ソウル市内の保育園で屋外授業中、25カ月の男児が列を離れて車道に飛び出す事故が発生した。一歩間違えば大惨事につながる状況だったが、通りかかった市民の機転により無事救出された。
JTBC「事件班長」の番組が10日、保護者からの情報提供として伝えた。
事故があったのは5日午前10時38分ごろ。当時、保育士5人が園児11人の面倒を見ており、目が行き届きやすい状況だったという。しかし、目を離した隙に男児1人が列を離れて近くの車道へと走り出した。歩行者信号が赤の状態で車道に入り込んだ男児は、向かってきたトラックにひかれそうになる危機を一髪のところで免れた。男児がなおも車道を進もうとしたため、これを目撃した歩行者の市民が急いで男児を抱きかかえて保護し、保育園まで送り届けたことで事なきを得た。
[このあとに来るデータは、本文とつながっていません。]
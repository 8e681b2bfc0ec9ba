//! Outbound and inbound channel setup.
//!
//! Dialing resolves the address (hostnames included, so /etc/hosts
//! aliases work inside containers), disables Nagle, arms OS keepalive
//! and optionally wraps the stream in TLS. The keepalive knobs are
//! deliberately aggressive: a cluster peer that stops acknowledging
//! for 90 seconds is dead to us.

use crate::error::NetError;
use crate::frame::Connection;
use crate::tls::TlsContext;
use socket2::{SockRef, TcpKeepalive};
use std::time::Duration;
use tokio::net::TcpStream;
use tokio_rustls::rustls::pki_types::ServerName;
use tracing::debug;

/// Keepalive probes before the connection is declared dead.
const KEEPALIVE_RETRIES: u32 = 3;
/// Idle time before the first keepalive probe.
const KEEPALIVE_IDLE: Duration = Duration::from_secs(10);
/// Interval between keepalive probes.
const KEEPALIVE_INTERVAL: Duration = Duration::from_secs(15);
/// Upper bound on unacknowledged transmission time.
#[cfg(target_os = "linux")]
const USER_TIMEOUT: Duration = Duration::from_secs(90);

/// Dial a peer at `addr` (`host:port`) and return a framed channel.
pub async fn dial(addr: &str, tls: Option<&TlsContext>) -> Result<Connection, NetError> {
    let mut addrs = tokio::net::lookup_host(addr).await?;
    let resolved = addrs.next().ok_or_else(|| NetError::Resolve(addr.to_string()))?;

    let stream = TcpStream::connect(resolved).await?;
    stream.set_nodelay(true)?;
    configure_keepalive(&stream)?;
    debug!(addr, "dialed peer");

    match tls {
        Some(ctx) => {
            let name = server_name(addr)?;
            let stream = ctx.connector.connect(name, stream).await?;
            Ok(Connection::new(Box::new(stream)))
        }
        None => Ok(Connection::new(Box::new(stream))),
    }
}

/// Promote an accepted stream to a framed channel, performing the TLS
/// handshake when the listener is TLS-armed.
pub async fn accept(stream: TcpStream, tls: Option<&TlsContext>) -> Result<Connection, NetError> {
    stream.set_nodelay(true)?;
    configure_keepalive(&stream)?;

    match tls {
        Some(ctx) => {
            let stream = ctx.acceptor.accept(stream).await?;
            Ok(Connection::new(Box::new(stream)))
        }
        None => Ok(Connection::new(Box::new(stream))),
    }
}

fn configure_keepalive(stream: &TcpStream) -> Result<(), NetError> {
    let sock = SockRef::from(stream);

    let keepalive = TcpKeepalive::new()
        .with_time(KEEPALIVE_IDLE)
        .with_interval(KEEPALIVE_INTERVAL);
    #[cfg(not(windows))]
    let keepalive = keepalive.with_retries(KEEPALIVE_RETRIES);
    sock.set_tcp_keepalive(&keepalive)?;

    #[cfg(target_os = "linux")]
    sock.set_tcp_user_timeout(Some(USER_TIMEOUT))?;

    Ok(())
}

fn server_name(addr: &str) -> Result<ServerName<'static>, NetError> {
    let host = addr.rsplit_once(':').map_or(addr, |(host, _)| host);
    ServerName::try_from(host.to_string()).map_err(|_| NetError::ServerName(addr.to_string()))
}

// ---------------------------------------------------------------------------
// Tests
// ---------------------------------------------------------------------------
事故後、男児が現場を離れていた時間をめぐり、双方の主張は食い違っている。保護者側が「いなくなってから約7分間、保育園側は全く気付いていなかった」と訴えたのに対し、保育園側は「1分ほどで気付き、捜索していた」と説明した。
保育園側は、命に関わる危険な事故だったにもかかわらず、発生から2時間以上が経過した後にようやく保護者へ連絡。さらに、担当保育士が事故を大ごとと捉えず「単なるハプニング」のように軽く説明したため、保護者は深く傷ついたという。

保育園の園長は翌6日、連絡帳アプリを通じて謝罪文を送り、「安全管理体制を全面的に再点検し、教職員への教育を通じて再発防止に努める」と陳謝した。
男児は事故のショックから、夜間に突然泣き出すなどの不安症状を見せており、今週は一度も登園できていないという。保護者は「危険を顧みず救ってくれた通行人には心から感謝している」とした上で、「保育士らの苦労は理解しているが、子どもの命が脅かされる事態が二度と繰り返されてはならない」と、強い不信感と再発防止を訴えている。